Devil's Advocate - When is a Wine Not a Wine?

Supermarket shoppers are increasingly buying beverages in wine bottles that aren't legally wine. Robert Joseph wonders how much this matters.

Reading time: 3m 15s

19 Crimes - Wine - and Not-Wine
19 Crimes - Wine - and Not-Wine

“But you can’t call it wine”

That blunt response is thrown back at me every time I suggest that in future there will be a growing move towards producing high-volume beverages that may be based on fermented grape juice, but will also include other elements.

I expect to see this happening in the no-and low-alcohol sector where, as recent Wine Intelligence research reveals, taste and quality are often found wanting. But it will be just as relevant to higher strength examples.

Penfolds broke through this barrier with its Lot 518 Spirited Wine with Baijiu, produced for the Chinese market, as have the US, French and German companies that have been blending wine with fruits ranging from strawberry to grapefruit.

The latest example that caught my eye, however, was 19 Crimes The Deported Red Blend with Cold Brew Coffee that, as the point of sale text informed me, would be an appropriate ‘full bodied’ partner for both slow-roasted beef and tiramisu.

 

 

How many wines offer that kind of versatility? one might ask, in the expectation of being firmly told that the regulations, in Europe at least, are very clear. Anything described as ‘wine’ cannot include other ingredients, so the question is pointless.
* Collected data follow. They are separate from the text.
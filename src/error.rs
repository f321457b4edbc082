//! Error types for the assembler and the emulator.

use std::io;

use thiserror::Error;

/// Reasons a 32-bit word cannot be decoded into an instruction of the
/// supported subset.
#[derive(Debug, Clone, Copy, PartialEq, Eq, Hash, Error)]
pub enum DecodeError {
    /// The op0 field matches none of the four instruction classes.
    #[error("word {0:#010x} does not match any supported instruction class")]
    UnknownClass(u32),
    /// A data-processing immediate word whose opi selects neither the
    /// arithmetic nor the wide-move group.
    #[error("unsupported data-processing immediate group in word {0:#010x}")]
    UnknownImmediateGroup(u32),
    /// The wide-move opc `0b01` is not allocated.
    #[error("invalid wide-move opcode {0:#04b}")]
    InvalidWideMoveOpcode(u8),
    /// The branch identifier `0b10` is not allocated.
    #[error("invalid branch kind in word {0:#010x}")]
    InvalidBranchKind(u32),
    /// A conditional branch carrying a condition code outside the supported
    /// set.
    #[error("invalid condition code {0:#x}")]
    InvalidCondition(u8),
}

/// Emulator runtime error variants.
#[derive(Debug, Clone, Copy, PartialEq, Eq, Error)]
pub enum RuntimeError {
    /// The fetched word is not a valid instruction.
    #[error(transparent)]
    Decode(#[from] DecodeError),
    /// A data transfer or fetch touched memory outside the 2 MiB region.
    #[error("memory access of {size} bytes at {address:#x} is out of bounds")]
    MemoryAccess {
        /// First byte of the failed access.
        address: u64,
        /// Width of the failed access, in bytes.
        size: usize,
    },
    /// The program image does not fit into the emulator memory.
    #[error("program image of {size} bytes exceeds the emulator memory")]
    ProgramTooLarge {
        /// Size of the rejected image, in bytes.
        size: usize,
    },
}

/// Reasons a source line cannot be parsed.
#[derive(Debug, Clone, PartialEq, Eq, Error)]
pub enum ParseError {
    #[error("unknown mnemonic `{0}`")]
    UnknownMnemonic(String),
    #[error("malformed register `{0}`")]
    InvalidRegister(String),
    #[error("malformed immediate `{0}`")]
    InvalidImmediate(String),
    #[error("unknown shift `{0}`")]
    InvalidShift(String),
    #[error("unknown branch condition `{0}`")]
    InvalidCondition(String),
    #[error("malformed directive literal `{0}`")]
    InvalidLiteral(String),
    #[error("label `{0}` is not defined")]
    UndefinedLabel(String),
    #[error("missing operand {index}")]
    MissingOperand {
        /// Position of the absent operand token.
        index: usize,
    },
}

/// Assembler failure: a parse error tagged with its 1-based source line, or
/// an I/O failure at the file boundary.
#[derive(Debug, Error)]
pub enum AssembleError {
    #[error("line {line}: {source}")]
    Parse {
        /// 1-based line number of the offending source line.
        line: usize,
        source: ParseError,
    },
    #[error(transparent)]
    Io(#[from] io::Error),
}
But not being called wine doesn’t look like being a problem for The Deported, bottles of which happily stand on the shelves of Sainsbury, my local British supermarket, between two other 19 Crimes offerings – the ‘Red Wine’ and The Uprising Red Wine Part-Aged in Rum Barrels’.
 

Wine with caffeine

The bottles are the same size and shape and the labels are very similar. It is only when you take the trouble to read the small print on the back label of The Deported that you learn that it’s an ‘Aromatized Wine-Based Drink’, made from 97% Australian red wine and 3% coffee. And that it contains caffeine, as well as sulfites.

Purists will probably say that putting this information on the back of the bottle is hiding the truth, but to be fair to TWE, owners of both Penfolds and 19 Crimes, the word ‘coffee’ is as unmissable on the front as ‘rum’ is on its neighbour.

The only difference is that sticking wines in used spirits barrels that will dramatically affect their flavour and alcoholic strength does not fall foul of the rules stating what can and cannot be described as wine. For the simple reason, I imagine, that when those regulations were drawn up, while maturing whisky in sherry casks was a time-honoured tradition, no-one could imagine anybody wanting to reverse the process with wine.

I wonder how many people reading this have actually tasted wine aged in bourbon barrels. Or in some cases are even aware of how big a sector this now represents in the US, where last year over 20m bottles were sold.

Until now, for those who knew about it, the phenomenon – like peanut butter and jelly, and drinking Coca Cola for breakfast - was thought of as being an ‘American thing’.

No longer.
 

Crossing the Atlantic

Apart from the 19 Crimes Rum Barrel effort, that same UK store also offered 1000 Stories Bourbon Barrel Aged Zinfandel and Jacob’s Creek Double Barrel Matured Shiraz, ‘Selectively finished in aged Scotch whisky barrels.

This shop is part of one of Britain's biggest food and drink retailers. It is, quite simply, where a large proportion of the 12,000 or so inhabitants of the town and surrounding villages it serves buy their wine. It also sells the Jam Shed brand's ‘Rich, Toasty & Buttery Chardonnay’ and ‘Rich, Jammy & Smooth’ Shiraz but does not offer orange wine, pet nat or anything that has any aspirations to be seen as ‘natural’.

If it did, I suspect the people tasting those for the first time might well say “but this isn’t wine”. And, compared to what they are used to, that would be a perfectly reasonable reaction. Just as older Bordeaux and Burgundy drinkers might look askance at recent vintages of those wines with alcohol levels nudging 15%. And traditional Portuguese wine fans might shake their heads at the 13% strength of Quinta da Soalheiro’s 2020 Alvarinho ‘Granit’ Vinho Verde.

Whether or not the word ‘wine’ appears on their labels, thanks to climate change, more sophisticated viticulture and winemaking, and changing tastes, the contents of the 75cl bottles on sale today, rarely resemble what would have been available 50 years ago. To a growing number of English-speaking wine shoppers today, the words 'Red Blend' have a meaning of their own - rich, oaky and most likely generous in alcohol and/or sweetness - that will be foreign to most older wine professionals.

Of course many modern wine drinkers do care passionately about the way the stuff in their glass is made and where it comes from. But others don’t, so the fact that what they enjoy is a ‘wine-based drink’ rather than a ‘wine’ is hardly likely to cause them any more concern than Aperol Spritz fans might have over whether or not the key ingredient in their favourite aperitif is legally designated as a Bitters or a Vermouth.